Je ne suis pas aussi importante que votre cerveau ou votre foie, mais vous n’imaginez pas combien et pourquoi vous avez besoin de moi. Je sais que je ne suis pas indispensable à votre vie, mais ce n’est pas une raison pour me négliger et même pour m’enlever quand on peut me conserver. Vous allez comprendre pourquoi.
Mon nom reste une énigme
Mon nom n’est pas très joli. Je ne suis pas la femelle du rat. Personne ne sait vraiment qui et pourquoi on m’a nommée ainsi, « la rate ».
L’étymologie du mot « rate » est étonnante, car elle n’a rien à voir avec le grec qui pourtant était déjà très explicite, splen. Ce mot splen remonte aux origines indo-européennes et trouve des correspondances en sanskrit, en tchèque, en anglais…
Le mot rate serait un emprunt au néerlandais raat, « rayon de miel », par analogie entre l’aspect de la rate et l’aspect d’un gâteau de miel au fond de la ruche. Mais cela demeure une hypothèse de spécialiste… Cela tendrait à montrer le grand épanouissement des Pays-Bas aux XIIe et XIIIe siècle dans le domaine de la médecine.
À l’époque, les chercheurs avaient plus facilement accès aux corps des animaux [1] qu’à ceux des humains, dont le nombre de dissections étaient limités. Ainsi ont-ils pu confondre la rate d’un chien, souvent cannelée, qui peut donner l’impression d’être cachée au fond du ventre et ressembler à quelques rayons de miel.
La rate du chien a en effet une particularité que n’a pas la rate humaine : elle possède une fine capsule musculaire qui lui permet de se contracter. Elle a été bien pensée chez cet animal qui prend souvent des coups, se fracture la rate quand il accompagne le chasseur et va ramasser son gibier dans les ronces et les caillasses. Les cannelures fréquentes mais non constantes à sa périphérie sont peut-être la traduction de ses différentes fractures cicatrisées.
Quand on parle de l’ablation de la rate, on ne dit pas « ratectomie » mais « splénectomie », plus chic !
Les chirurgiens me craignent
Je suis fragile. Je fais peur surtout aux chirurgiens car s’ils m’égratignent, je pleure le sang au niveau de la plaie et souvent ils sont obligés de m’enlever car ils ne parviennent pas à stopper l’hémorragie. Ils disent qu’ils font une splénectomie [2] d’hémostase ! Moi, cela ne m’amuse pas du tout car je ne me sens pas respectée. Evidemment, je ne veux pas mettre votre vie en danger.
Certains sportifs croient encore – heureusement de moins en moins nombreux – que sans moi, leur rate, ils courront plus vite : comme des « dératés ». On sait bien que c’est faux.

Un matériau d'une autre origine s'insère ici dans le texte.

//! Hackathon Hub Test Utilities
//!
//! Shared test infrastructure for the hub workspace:
//! - Gateway doubles that count, fail or stall calls
//! - Proptest generators for hub types
//! - Token signing for gated achievements
//! - Tracing bootstrap for test output

pub use hackhub_storage::InMemoryGateway;

pub use hackhub_core::{
    AchievementId, HubError, HubResult, StorageError, StorageResult, Ttl, UserId,
};

use std::sync::Once;
use tracing_subscriber::EnvFilter;

// ============================================================================
// TRACING
// ============================================================================

static TRACING: Once = Once::new();

/// Install a fmt subscriber writing through the test harness.
///
/// Honours `RUST_LOG`, defaulting to `warn`. Safe to call from every test.
pub fn init_test_tracing() {
    TRACING.call_once(|| {
        let filter = EnvFilter::try_from_default_env().unwrap_or_else(|_| EnvFilter::new("warn"));
        let _ = tracing_subscriber::fmt()
            .with_env_filter(filter)
            .with_test_writer()
            .try_init();
    });
}

// ============================================================================
// GATEWAY DOUBLES
// ============================================================================

pub mod gateways {
    //! [`PersistenceGateway`] wrappers for observing and disturbing calls.

    use async_trait::async_trait;
    use hackhub_core::{RowId, StorageError, StorageResult};
    use hackhub_storage::{Document, PersistenceGateway, Record, RecordKey};
    use std::sync::atomic::{AtomicBool, AtomicUsize, Ordering};
    use std::time::Duration;

    /// Per-operation call counts.
    #[derive(Debug, Clone, Copy, Default, PartialEq, Eq)]
    pub struct CallCounts {
        pub read_one: usize,
        pub read_all: usize,
        pub insert: usize,
        pub update: usize,
    }

    impl CallCounts {
        pub fn reads(&self) -> usize {
            self.read_one + self.read_all
        }

        pub fn writes(&self) -> usize {
            self.insert + self.update
        }
    }

    /// Counts every call before delegating.
    #[derive(Debug, Default)]
    pub struct CountingGateway<G> {
        inner: G,
        read_one: AtomicUsize,
        read_all: AtomicUsize,
        insert: AtomicUsize,
        update: AtomicUsize,
    }

    impl<G> CountingGateway<G> {
        pub fn new(inner: G) -> Self {
            Self {
                inner,
                read_one: AtomicUsize::new(0),
                read_all: AtomicUsize::new(0),
                insert: AtomicUsize::new(0),
                update: AtomicUsize::new(0),
            }
        }

        pub fn inner(&self) -> &G {
            &self.inner
        }

        pub fn counts(&self) -> CallCounts {
            CallCounts {
                read_one: self.read_one.load(Ordering::SeqCst),
                read_all: self.read_all.load(Ordering::SeqCst),
                insert: self.insert.load(Ordering::SeqCst),
                update: self.update.load(Ordering::SeqCst),
            }
        }
    }

    #[async_trait]
    impl<G: PersistenceGateway> PersistenceGateway for CountingGateway<G> {
        async fn read_one(&self, key: &RecordKey) -> StorageResult<Option<Record>> {
            self.read_one.fetch_add(1, Ordering::SeqCst);
            self.inner.read_one(key).await
        }

        async fn read_all(&self, collection: &str) -> StorageResult<Vec<Record>> {
            self.read_all.fetch_add(1, Ordering::SeqCst);
            self.inner.read_all(collection).await
        }

        async fn insert(&self, record: Record) -> StorageResult<RowId> {
            self.insert.fetch_add(1, Ordering::SeqCst);
            self.inner.insert(record).await
        }

        async fn update(&self, key: &RecordKey, fields: Document) -> StorageResult<()> {
            self.update.fetch_add(1, Ordering::SeqCst);
            self.inner.update(key, fields).await
        }
    }

    /// Fails calls on demand with [`StorageError::Unavailable`].
    #[derive(Debug, Default)]
    pub struct FlakyGateway<G> {
        inner: G,
        failing: AtomicBool,
        fail_next: AtomicUsize,
    }

    impl<G> FlakyGateway<G> {
        pub fn new(inner: G) -> Self {
            Self {
                inner,
                failing: AtomicBool::new(false),
                fail_next: AtomicUsize::new(0),
            }
        }

        pub fn inner(&self) -> &G {
            &self.inner
        }

        /// Fail every call until switched back.
        pub fn set_failing(&self, failing: bool) {
            self.failing.store(failing, Ordering::SeqCst);
        }

        /// Fail only the next `calls` calls.
        pub fn fail_next(&self, calls: usize) {
            self.fail_next.store(calls, Ordering::SeqCst);
        }

        fn check(&self, operation: &str) -> StorageResult<()> {
            let one_off = self
                .fail_next
                .fetch_update(Ordering::SeqCst, Ordering::SeqCst, |n| n.checked_sub(1))
                .is_ok();
            if one_off || self.failing.load(Ordering::SeqCst) {
                return Err(StorageError::Unavailable {
                    reason: format!("injected {} failure", operation),
                });
            }
            Ok(())
        }
    }

    #[async_trait]
    impl<G: PersistenceGateway> PersistenceGateway for FlakyGateway<G> {
        async fn read_one(&self, key: &RecordKey) -> StorageResult<Option<Record>> {
            self.check("read_one")?;
            self.inner.read_one(key).await
        }

        async fn read_all(&self, collection: &str) -> StorageResult<Vec<Record>> {
            self.check("read_all")?;
            self.inner.read_all(collection).await
        }

        async fn insert(&self, record: Record) -> StorageResult<RowId> {
            self.check("insert")?;
            self.inner.insert(record).await
        }

        async fn update(&self, key: &RecordKey, fields: Document) -> StorageResult<()> {
            self.check("update")?;
            self.inner.update(key, fields).await
        }
    }

    /// Delays every call by a fixed amount before delegating.
    #[derive(Debug)]
    pub struct SlowGateway<G> {
        inner: G,
        delay: Duration,
    }

    impl<G> SlowGateway<G> {
        pub fn new(inner: G, delay: Duration) -> Self {
            Self { inner, delay }
        }

        pub fn inner(&self) -> &G {
            &self.inner
        }
    }

    #[async_trait]
    impl<G: PersistenceGateway> PersistenceGateway for SlowGateway<G> {
        async fn read_one(&self, key: &RecordKey) -> StorageResult<Option<Record>> {
            tokio::time::sleep(self.delay).await;
            self.inner.read_one(key).await
        }

        async fn read_all(&self, collection: &str) -> StorageResult<Vec<Record>> {
            tokio::time::sleep(self.delay).await;
            self.inner.read_all(collection).await
        }

        async fn insert(&self, record: Record) -> StorageResult<RowId> {
            tokio::time::sleep(self.delay).await;
            self.inner.insert(record).await
        }

        async fn update(&self, key: &RecordKey, fields: Document) -> StorageResult<()> {
            tokio::time::sleep(self.delay).await;
            self.inner.update(key, fields).await
        }
    }

    /// Reads answer from a snapshot taken before `read_lag`; writes land
    /// only after `write_lag`. Models a store whose replies are in flight
    /// while other callers keep writing.
    #[derive(Debug)]
    pub struct LaggingGateway<G> {
        inner: G,
        read_lag: Duration,
        write_lag: Duration,
    }

    impl<G> LaggingGateway<G> {
        pub fn new(inner: G, read_lag: Duration, write_lag: Duration) -> Self {
            Self {
                inner,
                read_lag,
                write_lag,
            }
        }

        pub fn inner(&self) -> &G {
            &self.inner
        }
    }

    #[async_trait]
    impl<G: PersistenceGateway> PersistenceGateway for LaggingGateway<G> {
        async fn read_one(&self, key: &RecordKey) -> StorageResult<Option<Record>> {
            let snapshot = self.inner.read_one(key).await;
            tokio::time::sleep(self.read_lag).await;
            snapshot
        }

        async fn read_all(&self, collection: &str) -> StorageResult<Vec<Record>> {
            let snapshot = self.inner.read_all(collection).await;
            tokio::time::sleep(self.read_lag).await;
            snapshot
        }

        async fn insert(&self, record: Record) -> StorageResult<RowId> {
            tokio::time::sleep(self.write_lag).await;
            self.inner.insert(record).await
        }

        async fn update(&self, key: &RecordKey, fields: Document) -> StorageResult<()> {
            tokio::time::sleep(self.write_lag).await;
            self.inner.update(key, fields).await
        }
    }
}

pub use gateways::{CallCounts, CountingGateway, FlakyGateway, LaggingGateway, SlowGateway};

// ============================================================================
// TOKENS
// ============================================================================

pub mod tokens {
    //! Token minting for gated achievements in tests.

    use hmac::{Hmac, Mac};
    use sha2::Sha256;

    type HmacSha256 = Hmac<Sha256>;

    /// Sign `step` of `achievement` the way a `signed_step` policy verifies it.
    pub fn sign_step_token(secret: &str, achievement: &str, step: &str) -> String {
        let mut mac = HmacSha256::new_from_slice(secret.as_bytes())
            .expect("HMAC accepts keys of any length");
        mac.update(format!("{}:{}", achievement, step).as_bytes());
        hex::encode(mac.finalize().into_bytes())
    }
}

pub use tokens::sign_step_token;

// ============================================================================
// PROPTEST GENERATORS
// ============================================================================

pub mod generators {
    //! Proptest strategies for hub types.

    use super::*;
    use proptest::prelude::*;
    use uuid::Uuid;

    /// Generate a random UserId.
    pub fn arb_user_id() -> impl Strategy<Value = UserId> {
        any::<[u8; 16]>().prop_map(|bytes| UserId::new(Uuid::from_bytes(bytes)))
    }

    /// Generate an explicit, slug-shaped AchievementId.
    pub fn arb_achievement_id() -> impl Strategy<Value = AchievementId> {
        "[a-z][a-z0-9-]{0,15}".prop_map(AchievementId::new)
    }

    /// Generate a Ttl, occasionally `Never`.
    pub fn arb_ttl() -> impl Strategy<Value = Ttl> {
        prop_oneof![
            1 => Just(Ttl::Never),
            4 => (0i64..3_600_000).prop_map(Ttl::from_millis),
        ]
    }

    /// Generate a plausible achievement maximum.
    pub fn arb_max_progress() -> impl Strategy<Value = u32> {
        1u32..12
    }
}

Les responsables sportifs allemands de l’Est n’hésitaient pas à doper les athlètes féminines en les rendant enceintes temporairement, pensant que les hormones de la grossesse leurs permettraient de meilleures performances. De même, l’ablation chirurgicale de la rate a été scandaleusement réalisée pour accroître les performances sportives [3].
Par contre il est bien vrai que, dans les accidents, si vous prenez un choc dans le ventre, je risque de me fissurer et de répandre tout le sang que je contiens en quelques minutes dans votre abdomen. Je mets alors votre vie en danger car vous vous videz de votre sang. Je suis moins solide que le foie, qui a une capsule plus épaisse que la mienne.
Qui suis-je ? J’appartiens à votre système immunitaire
Je suis comme une éponge de sang, donc très fragile. Je vous suis utile à toutes les époques de votre vie. Suivez-moi.
- Avant de naître, je fabrique pour vous qui êtes encore fœtus de très nombreux globules du sang, des rouges, des blancs et même de toutes petites particules que les spécialistes du sang, les hématologues, appellent les plaquettes.
- Dès que vous êtes né(e) et jusqu’à la fin de votre vie, je fais partie de votre système de protection immunitaire. Je vous rappelle que l’immunité de votre organisme est liée au système lymphatique : circulation de la lymphe et tout ce qu’elle contient, nœuds lymphatiques ou ganglions. Moi, votre rate, je fais donc partie des organes lymphatiques dès que vous naissez. En plus, je suis l’organe lymphoïde le plus volumineux de votre corps.
Evidemment, comme tous vos organes je peux tomber malade. Cela fera l’objet d’une prochaine lettre afin que vous compreniez bien en quoi je vous suis utile et comment vous pouvez vous-même éviter de me rendre malade.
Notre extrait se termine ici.